Campaigns are rough, and Price’s team didn’t effectively fight back. Part of the problem is that establishment Republicans seem to have missed or underestimated the shift among the party’s core voters.

Cultural issues unrelated to county government shouldn’t have been so prominent in the O’Hare-Price contest. But candidates have to meet voters where they are, then try to bring them to focus on other issues as well. O’Hare read the moment among the small number of Republicans most likely to vote in primaries, and Price simply didn’t.

Listing her frustrations with the Texas GOP, Parker has mentioned Medicaid expansion as an urgent need for Texas. State Republican leaders have resisted taking more federal money to insure more working-class Texans, even though the need is clear.

This could be the kind of issue to chart a new course for Republicans. The smaller-government argument against the program may be fading. As more working-class people move into the GOP partly over cultural issues, they may prompt more openness to programs such as Medicaid.

And the fact that Medicaid expansion would help ease the burden on county taxpayers who foot the bill when patients without insurance show up at John Peter Smith Hospital needing urgent care should seal the deal.

Parker has the potential to help lead such a transition, having earned national attention as the youngest mayor of a large American city at age 38. It won’t be easy. She’s sure to face hard-right opposition if she runs for re-election in 2023. And she lacks Price’s clout, at least so far.

Parker indicated she wouldn’t want to run in a Republican primary right now because of the intensely partisan nature of politics. The mayor is elected on a nonpartisan basis, but city politics has increasingly seen the ideological divides present at other levels. Parker may not want to participate in such donnybrooks, but if she wants her views to prevail, she may not have a choice.

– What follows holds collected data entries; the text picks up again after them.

//! prospector CLI: the main entry point.
//!
//! Commands:
//! - `run`      Run the outreach agent on a request
//! - `tasks`    Print the task progress report
//! - `memory`   Inspect or edit remembered facts
//! - `config`   Validate or show configuration
//! - `onboard`  Create config and data directories

use clap::{Parser, Subcommand};
use prospector_config::RunMode;
use std::path::PathBuf;
use tracing_subscriber::EnvFilter;

mod commands;

#[derive(Parser)]
#[command(
    name = "prospector",
    about = "prospector: an AI sales development agent",
    version,
    author
)]
struct Cli {
    #[command(subcommand)]
    command: Commands,

    /// Enable verbose logging
    #[arg(short, long, global = true)]
    verbose: bool,

    /// Emit logs as JSON
    #[arg(long, global = true)]
    json: bool,

    /// Config file (default: ~/.prospector/config.toml)
    #[arg(short, long, global = true, env = "PROSPECTOR_CONFIG")]
    config: Option<PathBuf>,
}

#[derive(Subcommand)]
enum Commands {
    /// Run the outreach agent
    Run {
        /// What the agent should do; asked on stdin when omitted
        #[arg(short, long)]
        prompt: Option<String>,

        /// interactive, auto or test (test implies dry run)
        #[arg(short, long)]
        mode: Option<RunMode>,

        /// Override the turn budget
        #[arg(long)]
        max_turns: Option<usize>,
    },

    /// Print the task progress report
    Tasks,

    /// Inspect or edit remembered facts
    Memory {
        #[command(subcommand)]
        action: MemoryAction,
    },

    /// Validate or show configuration
    Config {
        #[command(subcommand)]
        action: ConfigAction,
    },

    /// Create config and data directories
    Onboard,
}

#[derive(Subcommand)]
enum MemoryAction {
    /// List every remembered key
    List,
    /// Show one value and where it came from
    Get { key: String },
    /// Remember a value (parsed as JSON when possible)
    Set { key: String, value: String },
    /// Forget everything
    Clear {
        /// Required; clearing cannot be undone
        #[arg(long)]
        confirm: bool,
    },
}

#[derive(Subcommand)]
enum ConfigAction {
    /// Check the configuration and adapter credentials
    Validate,
    /// Print the effective configuration
    Show,
}

#[tokio::main]
async fn main() -> anyhow::Result<()> {
    let cli = Cli::parse();

    let default_filter = if cli.verbose {
        "prospector=debug"
    } else {
        "prospector=info"
    };
    let filter =
        EnvFilter::try_from_default_env().unwrap_or_else(|_| EnvFilter::new(default_filter));
    let subscriber = tracing_subscriber::fmt()
        .with_env_filter(filter)
        .with_writer(std::io::stderr)
        .with_target(false);
    if cli.json {
        subscriber.json().init();
    } else {
        subscriber.init();
    }

    let config = cli.config.as_deref();
    match cli.command {
        Commands::Run {
            prompt,
            mode,
            max_turns,
        } => commands::run::run(config, prompt, mode, max_turns).await?,
        Commands::Tasks => commands::tasks::run(config)?,
        Commands::Memory { action } => match action {
            MemoryAction::List => commands::memory::list(config).await?,
            MemoryAction::Get { key } => commands::memory::get(config, &key).await?,
            MemoryAction::Set { key, value } => commands::memory::set(config, &key, &value).await?,
            MemoryAction::Clear { confirm } => commands::memory::clear(config, confirm).await?,
        },
        Commands::Config { action } => match action {
            ConfigAction::Validate => commands::config_cmd::validate(config)?,
            ConfigAction::Show => commands::config_cmd::show(config)?,
        },
        Commands::Onboard => commands::onboard::run(config)?,
    }

    Ok(())
}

If she intends to go on a crusade for less partisan, more policy-focused campaigns and governance, we hope she’ll see it through. Fort Worth is a diverse city that leans Democratic in a county that’s increasingly up for grabs. We need leaders who can compromise and embrace smart policy to address long-standing needs such as better schools, higher-paying jobs and more affordable housing.

Fighting for values in politics is noble. But it isn’t everything. Fort Worth and Tarrant County have the potential to demonstrate conservative urban policy that gets results, in contrast to intractable problems in other cities.

Parker voiced concerns that many Republican leaders have had on their minds. The time for silence is over.